Despite not being one of the most used tools in forensic genetics, the X chromosome can be crucial in all cases where autosomal markers have neither exclusion nor discrimination power (Pinto et al. 2010, 2011). In case it is not possible to distinguish genealogies due to the same sharing values of identical alleles by descent, such as grandparents–grandchildren versus avuncular–nephews, the X chromosome markers, due to their particular form of transmission, are different in men and women and therefore allow the distinction of this type of genealogy (Gomes et al. 2012, 2019b, 2020; Pinto et al. 2012; Gomes 2020; Gomes and Arroyo-Pardo 2022). This type of problem can occur in cases of catastrophes where different relatives of the same family are involved in a catastrophic situation and genetic identification is the only feasible tool for identifying, for example, cadaveric remains. It is also relevant in cases where it is necessary to relate a woman to a certain paternal family, where the supposed father is inaccessible and analysis of the supposed paternal grandmother or paternal half-sisters, if they exist, may be resorted to.
However, it may also be the case that, although there are relatives close to the victim, the biological samples that can be recovered from the catastrophe do not allow the analysis of nuclear markers due to a marked degradation. In these specific cases, the most used genetic marker will be the mtDNA due to its considerable number of copies per cell, allowing not an identification, but the discarding or inclusion of the victim in a given family/maternal lineage.

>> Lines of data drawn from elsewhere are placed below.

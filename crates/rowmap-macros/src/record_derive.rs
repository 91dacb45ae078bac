//! Implementation of the Record derive macro.
//!
//! This module turns a struct with `#[rowmap(...)]` attributes into a
//! `Record` implementation plus typed accessor traits.

use proc_macro2::{Literal, TokenStream};
use quote::{ToTokens, format_ident, quote};
use syn::ext::IdentExt;
use syn::{Data, DeriveInput, Error, Field, Fields, Ident, LitStr, Result, Type, Visibility};

/// Parsed definition of a struct with `#[derive(Record)]`.
#[derive(Debug)]
pub struct RecordDef {
    /// The struct name.
    pub name: Ident,
    /// The struct visibility, reused for the accessor traits.
    pub vis: Visibility,
    /// Table name.
    pub table: String,
    /// Identifier type.
    pub id_type: Type,
    /// Id column name.
    pub id_column: String,
    /// Non-id fields in declaration order.
    pub fields: Vec<RecordFieldDef>,
}

/// Parsed definition of one record field.
#[derive(Debug)]
pub struct RecordFieldDef {
    /// The field name.
    pub ident: Ident,
    /// The field type.
    pub ty: Type,
    /// Column name.
    pub column: String,
}

impl RecordFieldDef {
    fn name(&self) -> String {
        self.ident.unraw().to_string()
    }
}

/// Parse a `DeriveInput` into a `RecordDef`.
pub fn parse_record(input: &DeriveInput) -> Result<RecordDef> {
    if !input.generics.params.is_empty() {
        return Err(Error::new_spanned(
            &input.generics,
            "Record cannot be derived for generic structs",
        ));
    }

    let data = match &input.data {
        Data::Struct(data) => data,
        Data::Enum(_) => {
            return Err(Error::new_spanned(
                input,
                "Record can only be derived for structs, not enums",
            ));
        }
        Data::Union(_) => {
            return Err(Error::new_spanned(
                input,
                "Record can only be derived for structs, not unions",
            ));
        }
    };

    let mut table = None;
    let mut id_type = None;
    let mut id_column = None;
    for attr in &input.attrs {
        if !attr.path().is_ident("rowmap") {
            continue;
        }
        attr.parse_nested_meta(|meta| {
            let path = &meta.path;
            if path.is_ident("table") {
                table = Some(meta.value()?.parse::<LitStr>()?.value());
            } else if path.is_ident("id") {
                id_type = Some(meta.value()?.parse::<Type>()?);
            } else if path.is_ident("id_column") {
                id_column = Some(meta.value()?.parse::<LitStr>()?.value());
            } else {
                let attr_name = path.to_token_stream().to_string();
                return Err(Error::new_spanned(
                    path,
                    format!(
                        "unknown rowmap attribute `{attr_name}`. \
                         Valid struct attributes are: table, id, id_column"
                    ),
                ));
            }
            Ok(())
        })?;
    }

    let id_column = id_column.unwrap_or_else(|| "id".to_string());
    let fields = match &data.fields {
        Fields::Named(named) => named
            .named
            .iter()
            .map(parse_record_field)
            .collect::<Result<Vec<_>>>()?,
        Fields::Unnamed(_) => {
            return Err(Error::new_spanned(
                &data.fields,
                "Record requires a struct with named fields",
            ));
        }
        Fields::Unit => Vec::new(),
    };

    if let Some(clash) = fields.iter().find(|f| f.column == id_column) {
        return Err(Error::new_spanned(
            &clash.ident,
            format!(
                "field `{}` maps to the id column `{}`; the id is not a record field",
                clash.name(),
                id_column
            ),
        ));
    }

    Ok(RecordDef {
        name: input.ident.clone(),
        vis: input.vis.clone(),
        table: table.unwrap_or_else(|| to_snake_case(&input.ident.to_string())),
        id_type: id_type.unwrap_or_else(|| syn::parse_quote!(i64)),
        id_column,
        fields,
    })
}

/// Parse a single field and its `#[rowmap(...)]` attributes.
fn parse_record_field(field: &Field) -> Result<RecordFieldDef> {
    let ident = field
        .ident
        .clone()
        .ok_or_else(|| Error::new_spanned(field, "expected named field"))?;

    let mut column = None;
    for attr in &field.attrs {
        if !attr.path().is_ident("rowmap") {
            continue;
        }
        attr.parse_nested_meta(|meta| {
            if meta.path.is_ident("column") {
                column = Some(meta.value()?.parse::<LitStr>()?.value());
                Ok(())
            } else {
                let attr_name = meta.path.to_token_stream().to_string();
                Err(Error::new_spanned(
                    &meta.path,
                    format!(
                        "unknown rowmap attribute `{attr_name}`. \
                         Valid field attributes are: column"
                    ),
                ))
            }
        })?;
    }

    Ok(RecordFieldDef {
        column: column.unwrap_or_else(|| ident.unraw().to_string()),
        ident,
        ty: field.ty.clone(),
    })
}

/// `OrderLine` -> `order_line`.
fn to_snake_case(name: &str) -> String {
    let mut out = String::with_capacity(name.len() + 4);
    let mut prev_lower = false;
    for ch in name.chars() {
        if ch.is_uppercase() {
            if prev_lower {
                out.push('_');
            }
            out.extend(ch.to_lowercase());
            prev_lower = false;
        } else {
            out.push(ch);
            prev_lower = ch.is_lowercase() || ch.is_ascii_digit();
        }
    }
    out
}

/// Generate the `Record` implementation and accessor traits.
pub fn generate_record_impl(def: &RecordDef) -> TokenStream {
    let name = &def.name;
    let name_str = name.to_string();
    let id_type = &def.id_type;
    let table = &def.table;
    let id_column = &def.id_column;
    let count = Literal::usize_unsuffixed(def.fields.len());

    let field_infos = def.fields.iter().map(|f| {
        let ty = &f.ty;
        let field_name = f.name();
        let column = &f.column;
        quote! {
            ::rowmap::FieldInfo::new(#field_name, <#ty as ::rowmap::HasSqlType>::SQL_TYPE)
                .column(#column)
                .nullable(<#ty as ::rowmap::HasSqlType>::NULLABLE)
        }
    });

    let to_values = def.fields.iter().map(|f| {
        let ident = &f.ident;
        quote! { ::rowmap::Value::from(::std::clone::Clone::clone(&self.#ident)) }
    });

    let from_values = def.fields.iter().enumerate().map(|(idx, f)| {
        let ident = &f.ident;
        let ty = &f.ty;
        let idx = Literal::usize_unsuffixed(idx);
        quote! { #ident: <#ty as ::rowmap::FromValue>::from_value(&values[#idx])? }
    });

    let record_impl = quote! {
        #[automatically_derived]
        impl ::rowmap::Record for #name {
            type Id = #id_type;
            const TABLE_NAME: &'static str = #table;
            const ID_COLUMN: &'static str = #id_column;

            fn fields() -> &'static [::rowmap::FieldInfo] {
                static FIELDS: [::rowmap::FieldInfo; #count] = [#(#field_infos),*];
                &FIELDS
            }

            fn to_values(&self) -> ::std::vec::Vec<::rowmap::Value> {
                ::std::vec![#(#to_values),*]
            }

            fn from_values(values: &[::rowmap::Value]) -> ::rowmap::Result<Self> {
                if values.len() != #count {
                    return ::std::result::Result::Err(::rowmap::Error::consistency(::std::format!(
                        "{} expects {} values, got {}",
                        #name_str,
                        #count,
                        values.len()
                    )));
                }
                ::std::result::Result::Ok(Self { #(#from_values),* })
            }
        }
    };

    let accessors = generate_accessors(def);
    quote! {
        #record_impl
        #accessors
    }
}

/// Generate `<Name>Fields` and `<Name>FieldsMut`.
fn generate_accessors(def: &RecordDef) -> TokenStream {
    let name = &def.name;
    let vis = &def.vis;
    let read_trait = format_ident!("{}Fields", name);
    let write_trait = format_ident!("{}FieldsMut", name);
    let read_doc = format!("Typed getters for the fields of [`{}`].", name);
    let write_doc = format!("Typed setters for the fields of [`{}`].", name);

    let getter_sigs: Vec<TokenStream> = def
        .fields
        .iter()
        .map(|f| {
            let ident = &f.ident;
            let ty = &f.ty;
            quote! { fn #ident(&self) -> ::rowmap::Result<#ty> }
        })
        .collect();
    let getter_bodies = def.fields.iter().map(|f| {
        let field_name = f.name();
        let ty = &f.ty;
        quote! { ::rowmap::FieldRead::read_as::<#ty>(self, #field_name) }
    });

    let setter_sigs: Vec<TokenStream> = def
        .fields
        .iter()
        .map(|f| {
            let setter = format_ident!("set_{}", f.ident.unraw());
            let ty = &f.ty;
            quote! { fn #setter(&mut self, value: #ty) -> ::rowmap::Result<()> }
        })
        .collect();
    let setter_bodies = def.fields.iter().map(|f| {
        let field_name = f.name();
        quote! { ::rowmap::FieldWrite::write(self, #field_name, ::rowmap::Value::from(value)) }
    });

    quote! {
        #[doc = #read_doc]
        #vis trait #read_trait: ::rowmap::FieldRead<Record = #name> {
            #(#getter_sigs;)*
        }

        #[automatically_derived]
        impl<T: ::rowmap::FieldRead<Record = #name>> #read_trait for T {
            #(#getter_sigs { #getter_bodies })*
        }

        #[doc = #write_doc]
        #vis trait #write_trait: ::rowmap::FieldWrite<Record = #name> {
            #(#setter_sigs;)*
        }

        #[automatically_derived]
        impl<T: ::rowmap::FieldWrite<Record = #name>> #write_trait for T {
            #(#setter_sigs { #setter_bodies })*
        }
    }
}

Finally, in the event that no relative is found who claims a relative victim of the studied emergency, it is frankly useful to study not only nuclear markers but also lineage markers and include this information in databases of missing persons in the country(ies) affected by the disaster. Over the years, it is possible that distant relatives may donate a biological sample and identify victims, or at least place the victim in a certain family through maternal or paternal lines.